Özben, mobbingin yalnızca bireysel travmalara değil, işyerinde toplu üretim sürecine de zarar verdiğini vurguladı. Özben, “Verimlilik düşüyor, iş barışı bozuluyor ve işçiler arasında korku iklimi yayılıyor. Bu da uzun vadede hem işçinin hem de işverenin aleyhine bir tablo ortaya çıkarıyor” ifadelerini kullandı.

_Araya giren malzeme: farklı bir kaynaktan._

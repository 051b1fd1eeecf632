use std::collections::VecDeque;

use anyhow::bail;
use rustc_hash::FxHashMap;
use tokio::time::Instant;

use crate::packet::Packet;

enum Slot {
    /// holds a deliverable packet
    Committed(Packet),
    /// placeholder for the reliable packet with this batch number
    Reserved(u32),
}

struct Reservation {
    /// position of the reserved slot, counted from the start of the session
    ///  (stable across pops, unlike a `VecDeque` index)
    index: u64,
    created: Instant,
}

/// The delivery queue between the I/O loop and `receive`.
///
/// An ordered sequence of slots, each either *committed* (a packet ready for
///  the caller) or *reserved* (a hole for a reliable packet whose
///  predecessors arrived first). Only the head slot can be popped, and only
///  if it is committed - this is what keeps reliable delivery in batch order
///  while holes exist.
pub(crate) struct DeliveryQueue {
    slots: VecDeque<Slot>,
    /// session-wide index of `slots[0]`
    head_index: u64,
    reservations: FxHashMap<u32, Reservation>,
}

impl DeliveryQueue {
    pub fn new() -> DeliveryQueue {
        DeliveryQueue {
            slots: VecDeque::new(),
            head_index: 0,
            reservations: FxHashMap::default(),
        }
    }

    /// Append a deliverable packet at the tail.
    pub fn push_committed(&mut self, packet: Packet) {
        self.slots.push_back(Slot::Committed(packet));
    }

    /// Append a hole for `batch` at the tail and index it for later commit.
    pub fn reserve(&mut self, batch: u32, now: Instant) {
        let index = self.head_index + self.slots.len() as u64;
        self.slots.push_back(Slot::Reserved(batch));
        self.reservations.insert(batch, Reservation { index, created: now });
    }

    /// Convert the hole for `batch` into a committed slot, keeping its
    ///  position in the queue.
    pub fn commit_reserved(&mut self, batch: u32, packet: Packet) -> anyhow::Result<()> {
        let Some(reservation) = self.reservations.remove(&batch) else {
            bail!("no reservation for batch {}", batch);
        };
        let pos = (reservation.index - self.head_index) as usize;
        debug_assert!(matches!(self.slots[pos], Slot::Reserved(b) if b == batch));
        self.slots[pos] = Slot::Committed(packet);
        Ok(())
    }

    /// Pop the head slot if it is committed.
    pub fn pop_committed(&mut self) -> Option<Packet> {
        match self.slots.front() {
            Some(Slot::Committed(_)) => {
                let Some(Slot::Committed(packet)) = self.slots.pop_front() else {
                    unreachable!()
                };
                self.head_index += 1;
                Some(packet)
            }
            _ => None,
        }
    }

    /// True if the queue has a reservation for `batch` that is not yet
    ///  committed.
    pub fn is_reserved(&self, batch: u32) -> bool {
        self.reservations.contains_key(&batch)
    }

    /// The outstanding reservation created earliest, for the reservation
    ///  timeout.
    pub fn oldest_reservation(&self) -> Option<(u32, Instant)> {
        self.reservations
            .iter()
            .min_by_key(|(_, r)| r.created)
            .map(|(&batch, r)| (batch, r.created))
    }

    /// The smallest batch number still reserved. Everything below it (and
    ///  above the last delivered batch) is committed.
    pub fn smallest_reserved_batch(&self) -> Option<u32> {
        self.reservations.keys().min().copied()
    }

    /// Remove the hole for `batch` together with every slot behind it.
    ///
    /// Committed slots behind the hole cannot be delivered without breaking
    ///  reliable ordering, so they go as well. The deliverable prefix in
    ///  front of the hole stays.
    pub fn drop_reservation(&mut self, batch: u32) -> bool {
        let Some(reservation) = self.reservations.remove(&batch) else {
            return false;
        };
        let pos = (reservation.index - self.head_index) as usize;
        self.slots.truncate(pos);
        let cutoff = reservation.index;
        self.reservations.retain(|_, r| r.index < cutoff);
        true
    }

    pub fn has_reservations(&self) -> bool {
        !self.reservations.is_empty()
    }

    pub fn len(&self) -> usize {
        self.slots.len()
    }

    pub fn is_empty(&self) -> bool {
        self.slots.is_empty()
    }

    pub fn clear(&mut self) {
        self.slots.clear();
        self.reservations.clear();
        self.head_index = 0;
    }
}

MOBBİNG PATRONLARIN KOLEKTİF STRATEJİSİ

Mobbingin sınıfsal bir sorun hâline geldiğini vurgulayan Özben, işverenlerin hak arayan işçileri yalnızlaştırmak amacıyla bu yönteme başvurduğunu belirterek, "Patronlar, hukuksuzluklar karşısında ses çıkarabilecek işçiler değil, itaat eden işçiler istiyor. Bu yüzden mobbing yalnızca bireysel değil, tüm dünyada patronların kolektif bir stratejisi hâline gelmiş durumda. İşçiyi yıldırmak, hak arama yollarından uzaklaştırmak için psikolojik baskı sistematik olarak kullanılıyor" şeklinde konuştu.

"YASAL DÜZENLEME YETERSİZ: ŞİDDET VE TACİZ SÖZLEŞMESİ İMZALANMALI"

Türkiye’de mevcut yasal düzenlemelerin yetersiz olduğunu söyleyen Özben, ILO’nun 190 sayılı Şiddet ve Taciz Sözleşmesi’nin bir an önce imzalanması gerektiğini dile getirdi. Ayrıca mobbingin önlenmesinde sendikal örgütlenmenin kritik önem taşıdığına işaret ederek, "Sendikalı işyerlerinde mobbing vakaları çok daha az. Çünkü işçi örgütlü olduğunda patronlar keyfi baskı uygulayamıyor. Ancak ülkemizde sendikalılık oranının düşük olması bu baskının önünü açıyor. Mobbing bireysel bir sorun değil, sınıfsal bir baskı aracıdır. Çözüm de ancak kolektif dirençle mümkündür" dedi.